On the other hand, if you’re using testing as a way to remove defects and risk, I think you’re much more likely to follow a testing philosophy similar to my rule about tighter feedback loops, which I think inevitably leads to an emphasis on white box testing solutions and fine-grained unit testing backed up with some minimal black box testing.  If you’re not familiar with the term “white box testing,” it means taking advantage of a detailed knowledge of the system internals in your testing.  I’m sure that it can be done otherwise, but I wouldn’t even begin to try to use white box testing without a very deep synergy and a high degree of collaboration between developers and testers.  In this approach, I think you’d be foolish to keep your developers and testers formally separated.

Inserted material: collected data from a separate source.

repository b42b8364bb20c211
use std::path::PathBuf;
use std::time::Duration;

use thiserror::Error;
use vidget_core::core::events::DownloadStatus;

#[derive(Debug, Clone, Copy, PartialEq, Eq)]
pub enum ErrorKind {
    Network,
    HttpStatus,
    Filesystem,
    RedirectLoop,
    NotFound,
    Aborted,
    InvalidState,
}

#[derive(Debug, Error)]
pub enum DownloadError {
    #[error("network error: {0}")]
    Network(#[from] reqwest::Error),

    #[error("no data received for {}s", .0.as_secs())]
    Stalled(Duration),

    #[error("connection closed after {received} of {expected} bytes")]
    Incomplete { received: u64, expected: u64 },

    #[error("HTTP error: {status} from {url}")]
    HttpStatus { status: u16, url: String },

    #[error("cannot write {}: {source}", path.display())]
    Filesystem {
        path: PathBuf,
        #[source]
        source: std::io::Error,
    },

    #[error("redirect limit of {limit} exceeded at {url}")]
    RedirectLoop { limit: u32, url: String },

    #[error("no download with id {0}")]
    NotFound(String),

    #[error("download {id} is {status:?} and cannot be retried")]
    NotRetryable { id: String, status: DownloadStatus },

    #[error("transfer aborted")]
    Aborted,
}

impl DownloadError {
    pub fn kind(&self) -> ErrorKind {
        match self {
            DownloadError::Network(_)
            | DownloadError::Stalled(_)
            | DownloadError::Incomplete { .. } => ErrorKind::Network,
            DownloadError::HttpStatus { .. } => ErrorKind::HttpStatus,
            DownloadError::Filesystem { .. } => ErrorKind::Filesystem,
            DownloadError::RedirectLoop { .. } => ErrorKind::RedirectLoop,
            DownloadError::NotFound(_) => ErrorKind::NotFound,
            DownloadError::NotRetryable { .. } => ErrorKind::InvalidState,
            DownloadError::Aborted => ErrorKind::Aborted,
        }
    }

    pub(crate) fn fs(path: impl Into<PathBuf>, source: std::io::Error) -> Self {
        DownloadError::Filesystem {
            path: path.into(),
            source,
        }
    }
}

#[cfg(test)]
mod tests {
    use super::*;

    #[test]
    fn http_status_message_names_code() {
        let e = DownloadError::HttpStatus {
            status: 404,
            url: "http://h/x.mp4".into(),
        };
        assert_eq!(e.to_string(), "HTTP error: 404 from http://h/x.mp4");
        assert_eq!(e.kind(), ErrorKind::HttpStatus);
    }

    #[test]
    fn stalled_is_a_network_error() {
        let e = DownloadError::Stalled(Duration::from_secs(45));
        assert_eq!(e.kind(), ErrorKind::Network);
        assert_eq!(e.to_string(), "no data received for 45s");
    }

    #[test]
    fn filesystem_error_keeps_source() {
        let io = std::io::Error::new(std::io::ErrorKind::PermissionDenied, "denied");
        let e = DownloadError::fs("/tmp/x.mp4", io);
        assert_eq!(e.kind(), ErrorKind::Filesystem);
        assert!(std::error::Error::source(&e).is_some());
        assert!(e.to_string().contains("/tmp/x.mp4"));
    }

    #[test]
    fn redirect_loop_kind() {
        let e = DownloadError::RedirectLoop {
            limit: 10,
            url: "http://h/loop".into(),
        };
        assert_eq!(e.kind(), ErrorKind::RedirectLoop);
    }
}
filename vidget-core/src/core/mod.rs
pub mod events;
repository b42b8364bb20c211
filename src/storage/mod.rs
pub mod config;
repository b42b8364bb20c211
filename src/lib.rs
pub mod cli;
pub mod core;
pub mod storage;

pub use crate::core::error::DownloadError;
pub use crate::core::scheduler::Scheduler;
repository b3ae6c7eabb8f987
//! Transport port
//!
//! The transport executes one HTTP exchange. Pooling, TLS, DNS and retries
//! all live behind this boundary.

use async_trait::async_trait;
use bytes::{Bytes, BytesMut};
use futures::StreamExt;

use graphlink_domain::{ByteStream, GraphError, GraphResult, HttpMethod};

/// Body of an outgoing request.
pub enum RequestBody {
    /// No body
    Empty,
    /// A fully buffered body
    Buffered(Bytes),
    /// A body produced lazily while the request is sent
    Stream(ByteStream),
}

impl std::fmt::Debug for RequestBody {
    fn fmt(&self, f: &mut std::fmt::Formatter<'_>) -> std::fmt::Result {
        match self {
            Self::Empty => f.write_str("Empty"),
            Self::Buffered(bytes) => f.debug_tuple("Buffered").field(&bytes.len()).finish(),
            Self::Stream(_) => f.write_str("Stream(..)"),
        }
    }
}

/// A request handed to the transport.
#[derive(Debug)]
pub struct TransportRequest {
    /// HTTP method
    pub method: HttpMethod,
    /// Absolute URL including the query string
    pub url: String,
    /// Request headers in sending order
    pub headers: Vec<(String, String)>,
    /// Request body
    pub body: RequestBody,
}

/// A response returned by the transport.
///
/// The body is not read until [`TransportResponse::bytes`] or
/// [`TransportResponse::text`] is awaited.
pub struct TransportResponse {
    /// HTTP status code
    pub status: u16,
    /// Lazily read response body
    pub body: ByteStream,
}

impl TransportResponse {
    /// Creates a response from a status and a body stream.
    #[must_use]
    pub fn new(status: u16, body: ByteStream) -> Self {
        Self { status, body }
    }

    /// Creates a response with an in-memory body.
    #[must_use]
    pub fn from_bytes(status: u16, body: impl Into<Bytes>) -> Self {
        let body = body.into();
        let stream = futures::stream::once(async move { Ok::<_, std::io::Error>(body) });
        Self::new(status, stream.boxed())
    }

    /// Reads the whole body.
    ///
    /// # Errors
    ///
    /// Returns `Network` if the body stream fails midway.
    pub async fn bytes(self) -> GraphResult<Bytes> {
        let status = self.status;
        let mut body = self.body;
        let mut buffer = BytesMut::new();
        while let Some(chunk) = body.next().await {
            let chunk = chunk.map_err(|e| GraphError::Network {
                status: Some(status),
                message: format!("failed to read response body: {e}"),
            })?;
            buffer.extend_from_slice(&chunk);
        }
        Ok(buffer.freeze())
    }

    /// Reads the whole body as UTF-8 text.
    ///
    /// # Errors
    ///
    /// Returns `Network` if the body cannot be read and `Decode` if it is
    /// not valid UTF-8.
    pub async fn text(self) -> GraphResult<String> {
        let bytes = self.bytes().await?;
        String::from_utf8(bytes.to_vec())
            .map_err(|e| GraphError::Decode(format!("response body is not UTF-8: {e}")))
    }
}

impl std::fmt::Debug for TransportResponse {
    fn fmt(&self, f: &mut std::fmt::Formatter<'_>) -> std::fmt::Result {
        f.debug_struct("TransportResponse")
            .field("status", &self.status)
            .finish_non_exhaustive()
    }
}

/// Port for executing HTTP exchanges.
///
/// Implementations map their own I/O failures to `GraphError::Network`.
/// Non-success statuses are returned as responses, never as errors.
#[async_trait]
pub trait Transport: Send + Sync {
    /// Sends a request and returns the response head with a lazy body.
    ///
    /// # Errors
    ///
    /// Returns `Network` if no response could be obtained.
    async fn send(&self, request: TransportRequest) -> GraphResult<TransportResponse>;
}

… and lastly, a brief aside about mocking

I once wrote that you shouldn’t mock interfaces outside of your own codebase or chatty interfaces.  Taking the two examples above, doing an assertion that a message was sent to “TurnOffCallWaiting()” or “TurnOnCallWaiting()” is useful in my opinion.  I certainly have to test the real code behind the “TurnOn/Off()” methods, but I will happily use interaction testing against this kind of goal-oriented interface.

Moving to my second scenario, doing mock object assertions that I fiddled a lot of fine-grained “beforeBeginCellEdit” and “invalidateRow()” methods when I really just care that the data in a row in an html table was updated?  Not so much.

If you do need to interact with any kind of chatty, low level API — especially if it’s in a 3rd party library or tool — I think you’re much better off to wrap a gateway interface around that API that’s expressed in the semantics of your goals for that API like “TurnOffCallWaithing().”